The demon leered at the boy. ‘Go through the door on the left, and you save your sweetheart, but your best friend dies. Go through the door on the right, and… well, you get it, right?’

The boy looked from one door to the other. ‘What if I just do nothing? What happens then?’

An expression of confusion crossed the demon’s face. ‘Er,’ he said. ‘No-one’s ever asked that before, actually. Well, you could just hang about, I suppose. But God knows what we’re gonna do with the other 300 pages in this book…’

This is one of those big, important rules that tricks beginner writers out time and time again. One that’s so obvious that it’s actually really easy to forget. The story is supposed to be about your hero. And heroes make choices.

Here’s the thing: what we’re interested in when we read a story is the decisions the characters make. If a boy’s father is cut down by invading marauders, we want to know if they’re going to pick up a sword and go the suicidal revenge route or escape and live to fight another day. Maybe they’ll sweep that tragedy under the rug, or maybe they’ll mercilessly hunt those marauders down ten years later. Maybe they’ll forgive themselves for being unable to defend daddy and get over their tragedy, or maybe they’ll nurse it and turn bitter. All those choices tell us who the character is. Witnessing a character’s actions is so much more important and effective that having the author tell us who they are and what they’re like (either directly or, God forbid, through the conversations of admiring sidekicks).

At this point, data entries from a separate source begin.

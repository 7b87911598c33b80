//! Interactive prompt loop for `add`. Generic over reader/writer so it can be
//! driven from stdin or from a test buffer.

use crate::profile::Profile;
use anyhow::{anyhow, Result};
use std::io::{BufRead, Write};

fn ask<R: BufRead, W: Write>(reader: &mut R, writer: &mut W, label: &str) -> Result<String> {
    let mut line = String::new();
    loop {
        write!(writer, "{label}: ")?;
        writer.flush()?;
        line.clear();
        if reader.read_line(&mut line)? == 0 {
            return Err(anyhow!("input closed while reading {label}"));
        }
        let answer = line.trim_end_matches(['\r', '\n']);
        if !answer.trim().is_empty() {
            return Ok(answer.to_string());
        }
        writeln!(writer, "{label} cannot be empty")?;
    }
}

/// Profile fields already known from the command line.
#[derive(Clone, Debug, Default)]
pub struct ProfileAnswers {
    pub name: Option<String>,
    pub username: Option<String>,
    pub url: Option<String>,
    pub password: Option<String>,
}

fn answer_or_ask<R: BufRead, W: Write>(
    known: Option<String>,
    reader: &mut R,
    writer: &mut W,
    label: &str,
) -> Result<String> {
    match known {
        Some(v) => Ok(v),
        None => ask(reader, writer, label),
    }
}

/// Ask only for the fields missing from `known`, re-asking on empty answers.
pub fn prompt_missing<R: BufRead, W: Write>(
    reader: &mut R,
    writer: &mut W,
    known: ProfileAnswers,
) -> Result<Profile> {
    let name = answer_or_ask(known.name, reader, writer, "Profile name")?;
    let username = answer_or_ask(known.username, reader, writer, "Username")?;
    let url = answer_or_ask(known.url, reader, writer, "Host (DBC name)")?;
    let password = answer_or_ask(known.password, reader, writer, "Password")?;
    Profile::new(name, username, url, password)
}

/// Ask for name, username, url and password, re-asking on empty answers.
pub fn prompt_profile<R: BufRead, W: Write>(reader: &mut R, writer: &mut W) -> Result<Profile> {
    prompt_missing(reader, writer, ProfileAnswers::default())
}
use clap::{Parser, Subcommand};
use std::path::PathBuf;

/// Teradata connection profiles and reporting-month helpers.
#[derive(Parser)]
#[command(name = "tdprofile", version, about = "Teradata profile / account management")]
pub struct Cli {
    /// Increase verbosity (-v info, -vv debug, -vvv trace).
    #[arg(short, long, global = true, action = clap::ArgAction::Count)]
    pub verbose: u8,

    /// Profile list file; defaults to $TDPROFILE_HOME/profiles.json.
    #[arg(long, global = true)]
    pub profiles: Option<PathBuf>,

    #[command(subcommand)]
    pub command: Command,
}

#[derive(Subcommand)]
pub enum Command {
    /// Create the profile home and an empty profile list.
    Init,
    /// List stored profiles.
    List,
    /// Add a profile; prompts for anything not given as a flag.
    Add(AddArgs),
    /// Remove a profile by name.
    Remove { name: String },
    /// Show one profile.
    Show {
        name: String,
        /// Print the decoded password.
        #[arg(long)]
        reveal: bool,
    },
    /// Print the connection string for a profile.
    Conn(ConnArgs),
    /// Reporting-month arithmetic on YYYYMM keys.
    #[command(subcommand)]
    Month(MonthCommand),
}

#[derive(clap::Args)]
pub struct AddArgs {
    #[arg(long)]
    pub name: Option<String>,
    #[arg(long)]
    pub username: Option<String>,
    /// Host / DBC name.
    #[arg(long)]
    pub url: Option<String>,
    #[arg(long)]
    pub password: Option<String>,
    /// Overwrite an existing profile with the same name.
    #[arg(long)]
    pub replace: bool,
}

#[derive(clap::Args)]
pub struct ConnArgs {
    pub name: String,
    /// Default database for the session.
    #[arg(long)]
    pub database: Option<String>,
    /// ODBC driver name.
    #[arg(long, default_value = tdprofile::DEFAULT_DRIVER)]
    pub driver: String,
    /// Include the real password instead of a mask.
    #[arg(long)]
    pub reveal: bool,
}

#[derive(Subcommand)]
pub enum MonthCommand {
    /// Current month key.
    Now,
    /// Validate and echo a key.
    Key { key: String },
    /// Key `n` months after `key`.
    Add { key: String, n: i32 },
    /// Key `n` months before `key`.
    Sub { key: String, n: i32 },
    /// Fiscal-year label of a calendar month.
    Fy {
        key: String,
        /// First month of the fiscal year (defaults to settings, normally 10).
        #[arg(long)]
        start: Option<u8>,
    },
    /// Calendar-year label of a fiscal month.
    Cy {
        key: String,
        #[arg(long)]
        start: Option<u8>,
    },
    /// First and last calendar day.
    Days { key: String },
    /// Every key from `from` to `to`, inclusive.
    Range { from: String, to: String },
}
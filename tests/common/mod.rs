use std::path::PathBuf;
use tdprofile::{Month, Profile};
use tempfile::TempDir;

/// Shorthand for a month that is known to be valid.
pub fn ym(year: i32, month: i32) -> Month {
    Month::new(year, month).unwrap()
}

/// Fresh temp directory plus the profile file path inside it.
/// Keep the `TempDir` alive for the duration of the test.
pub fn temp_profiles() -> (TempDir, PathBuf) {
    let dir = tempfile::tempdir().unwrap();
    let path = dir.path().join("profiles.json");
    (dir, path)
}

/// The profile most tests start from: password "s3cret" (base64 "czNjcmV0").
pub fn sample_profile() -> Profile {
    Profile::new("prod", "alice", "tdprod.example.com", "s3cret").unwrap()
}
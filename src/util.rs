use anyhow::{Context, Result};
use std::fs;
use std::io;
use std::path::Path;
use tracing_subscriber::EnvFilter;

static INIT_ONCE: std::sync::Once = std::sync::Once::new();

/// Install the fmt subscriber once. `RUST_LOG` wins over `verbosity`
/// (0 warn, 1 info, 2 debug, 3+ trace).
pub fn init_tracing_once(verbosity: u8) {
    INIT_ONCE.call_once(|| {
        let level = match verbosity {
            0 => "warn",
            1 => "info",
            2 => "debug",
            _ => "trace",
        };
        let filter = EnvFilter::try_from_default_env()
            .unwrap_or_else(|_| EnvFilter::new(format!("tdprofile={level}")));
        let _ = tracing_subscriber::fmt()
            .with_env_filter(filter)
            .with_writer(io::stderr)
            .try_init();
    });
}

/// Replace `dest` with `tmp`. If the rename fails (e.g. across devices or a
/// sharing violation on Windows), fall back to copy+remove.
pub fn replace_file_atomic(tmp: &Path, dest: &Path) -> Result<()> {
    match fs::rename(tmp, dest) {
        Ok(()) => Ok(()),
        Err(e) => {
            tracing::debug!(error = %e, "rename failed, copying instead");
            fs::copy(tmp, dest).with_context(|| format!("copy {} -> {}", tmp.display(), dest.display()))?;
            match fs::remove_file(tmp) {
                Ok(()) => Ok(()),
                Err(e) if e.kind() == io::ErrorKind::NotFound => Ok(()),
                Err(e) => Err(e).with_context(|| format!("remove {}", tmp.display())),
            }
        }
    }
}
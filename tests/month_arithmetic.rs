#[path = "common/mod.rs"]
mod common;

use common::*;
use tdprofile::{iter_months, Month, MonthError};

/// Independent reference: months since year 0, shifted and split back.
fn shifted(m: Month, delta: i32) -> Month {
    let total = m.year() * 12 + (m.month() as i32 - 1) + delta;
    ym(total.div_euclid(12), total.rem_euclid(12) + 1)
}

#[test]
fn add_and_subtract_within_year() {
    assert_eq!(ym(2018, 1).add(1).unwrap(), ym(2018, 2));
    assert_eq!(ym(2018, 2).subtract(1).unwrap(), ym(2018, 1));
}

#[test]
fn add_and_subtract_across_year_boundary() {
    assert_eq!(ym(2018, 10).add(3).unwrap(), ym(2019, 1));
    assert_eq!(ym(2019, 1).subtract(3).unwrap(), ym(2018, 10));
    assert_eq!(ym(2018, 12).add(12).unwrap(), ym(2019, 12));
    assert_eq!(ym(2018, 12).add(13).unwrap(), ym(2020, 1));
}

/// Offset residue equal to the current month lands on the previous December.
#[test]
fn subtract_onto_previous_december() {
    assert_eq!(ym(2018, 7).subtract(7).unwrap(), ym(2017, 12));
    assert_eq!(ym(2018, 7).subtract(19).unwrap(), ym(2016, 12));
    assert_eq!(ym(2018, 1).subtract(1).unwrap(), ym(2017, 12));
    // residue smaller than the month stays in the same year
    assert_eq!(ym(2017, 12).subtract(7).unwrap(), ym(2017, 5));
    assert_eq!(ym(2018, 3).subtract(12).unwrap(), ym(2017, 3));
}

/// Every month, every offset residue, several whole-year offsets: the
/// case-split subtraction and the zero-based addition agree with plain
/// month counting, and undo each other.
#[test]
fn offsets_agree_with_month_counting() {
    for year in [1999, 2000, 2018] {
        for month in 1..=12 {
            let m = ym(year, month);
            for n in 1..=60 {
                let back = m.subtract(n).unwrap();
                let fwd = m.add(n).unwrap();
                assert_eq!(back, shifted(m, -n), "{m} - {n}");
                assert_eq!(fwd, shifted(m, n), "{m} + {n}");
                assert_eq!(back.add(n).unwrap(), m, "({m} - {n}) + {n}");
                assert_eq!(fwd.subtract(n).unwrap(), m, "({m} + {n}) - {n}");
            }
        }
    }
}

#[test]
fn offsets_must_be_positive() {
    let m = ym(2018, 1);
    assert!(matches!(m.add(0), Err(MonthError::InvalidArgument(_))));
    assert!(matches!(m.add(-3), Err(MonthError::InvalidArgument(_))));
    assert!(matches!(m.subtract(-1), Err(MonthError::InvalidArgument(_))));
    assert!(matches!(m.subtract(0), Err(MonthError::InvalidArgument(_))));
}

#[test]
fn offsets_stay_within_year_range() {
    assert!(matches!(ym(9999, 12).add(1), Err(MonthError::InvalidArgument(_))));
    assert!(matches!(ym(888, 1).subtract(1), Err(MonthError::InvalidArgument(_))));
    assert!(ym(2018, 1).add(i32::MAX).is_err());
    assert!(ym(2018, 1).subtract(i32::MAX).is_err());
    assert_eq!(ym(9999, 11).add(1).unwrap(), ym(9999, 12));
}

#[test]
fn fiscal_year_relabels_from_october() {
    assert_eq!(ym(2016, 10).as_fiscal_year().unwrap(), ym(2017, 10));
    assert_eq!(ym(2017, 10).as_fiscal_year().unwrap(), ym(2018, 10));
    assert_eq!(ym(2017, 12).as_fiscal_year().unwrap(), ym(2018, 12));
    assert_eq!(ym(2017, 3).as_fiscal_year().unwrap(), ym(2017, 3));
    assert_eq!(ym(2017, 9).as_fiscal_year().unwrap(), ym(2017, 9));
}

#[test]
fn calendar_year_relabels_from_october() {
    assert_eq!(ym(2018, 10).as_calendar_year().unwrap(), ym(2017, 10));
    assert_eq!(ym(2017, 3).as_calendar_year().unwrap(), ym(2017, 3));
}

/// Conversions return new values; the receiver is untouched.
#[test]
fn conversions_do_not_change_the_original() {
    let m = ym(2018, 10);
    let alias = m;
    let _ = m.as_calendar_year().unwrap();
    let _ = m.as_fiscal_year().unwrap();
    assert_eq!(m, ym(2018, 10));
    assert_eq!(alias, m);
}

#[test]
fn fiscal_then_calendar_is_identity() {
    for start in 1..=12u8 {
        for month in 1..=12 {
            let m = ym(2017, month);
            let fy = m.as_fiscal_year_from(start).unwrap();
            assert_eq!(fy.as_calendar_year_from(start).unwrap(), m, "{m} start {start}");
        }
    }
    // a January start moves every month to the next label
    assert_eq!(ym(2017, 1).as_fiscal_year_from(1).unwrap(), ym(2018, 1));
    assert_eq!(ym(2017, 7).as_fiscal_year_from(7).unwrap(), ym(2018, 7));
    assert_eq!(ym(2017, 6).as_fiscal_year_from(7).unwrap(), ym(2017, 6));
}

#[test]
fn fiscal_start_month_is_validated() {
    assert!(matches!(ym(2017, 3).as_fiscal_year_from(0), Err(MonthError::InvalidArgument(_))));
    assert!(matches!(ym(2017, 3).as_calendar_year_from(13), Err(MonthError::InvalidArgument(_))));
    assert!(ym(9999, 11).as_fiscal_year().is_err());
    assert!(ym(888, 11).as_calendar_year().is_err());
}

#[test]
fn next_and_prev_stop_at_range_edges() {
    assert_eq!(ym(2018, 12).next(), Some(ym(2019, 1)));
    assert_eq!(ym(2019, 1).prev(), Some(ym(2018, 12)));
    assert_eq!(ym(9999, 12).next(), None);
    assert_eq!(ym(888, 1).prev(), None);
}

#[test]
fn iter_months_is_inclusive() {
    let keys: Vec<String> = iter_months(ym(2017, 11), ym(2018, 2)).map(|m| m.to_key()).collect();
    assert_eq!(keys, vec!["201711", "201712", "201801", "201802"]);

    assert_eq!(iter_months(ym(2018, 5), ym(2018, 5)).count(), 1);
    assert_eq!(iter_months(ym(2018, 6), ym(2018, 5)).count(), 0);
    assert_eq!(iter_months(ym(9999, 11), ym(9999, 12)).count(), 2);
}

/// Relabelling is checked like any other arithmetic at the ends of the year range.
#[test]
fn relabelling_fails_at_range_edges() {
    assert!(matches!(ym(9999, 10).as_fiscal_year(), Err(MonthError::InvalidArgument(_))));
    assert_eq!(ym(9999, 9).as_fiscal_year().unwrap(), ym(9999, 9));
    assert!(matches!(ym(888, 12).as_calendar_year(), Err(MonthError::InvalidArgument(_))));
    assert_eq!(ym(888, 3).as_calendar_year().unwrap(), ym(888, 3));
}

Nobody ever did anything by lying around like a spilled porridge slick. And if your hero is not really doing anything, then why tell a story about them? Why not tell the story about one of the peripheral characters instead?

Seems obvious, yes? But it’s actually something you have to keep your eye on, especially if you’re writing a fantasy or SF story. The writer can get so caught up in building an awesome world that they forget that the reader is primarily interested in the characters. It’s not enough to simply introduce an amazing new location or bizarre new monster every three chapters in the hope that it will sustain the reader’s interest for ever. The flashy stuff is cool and all, but what your readers really want to know is: is your hero gonna go and get revenge for his father’s death, or isn’t he?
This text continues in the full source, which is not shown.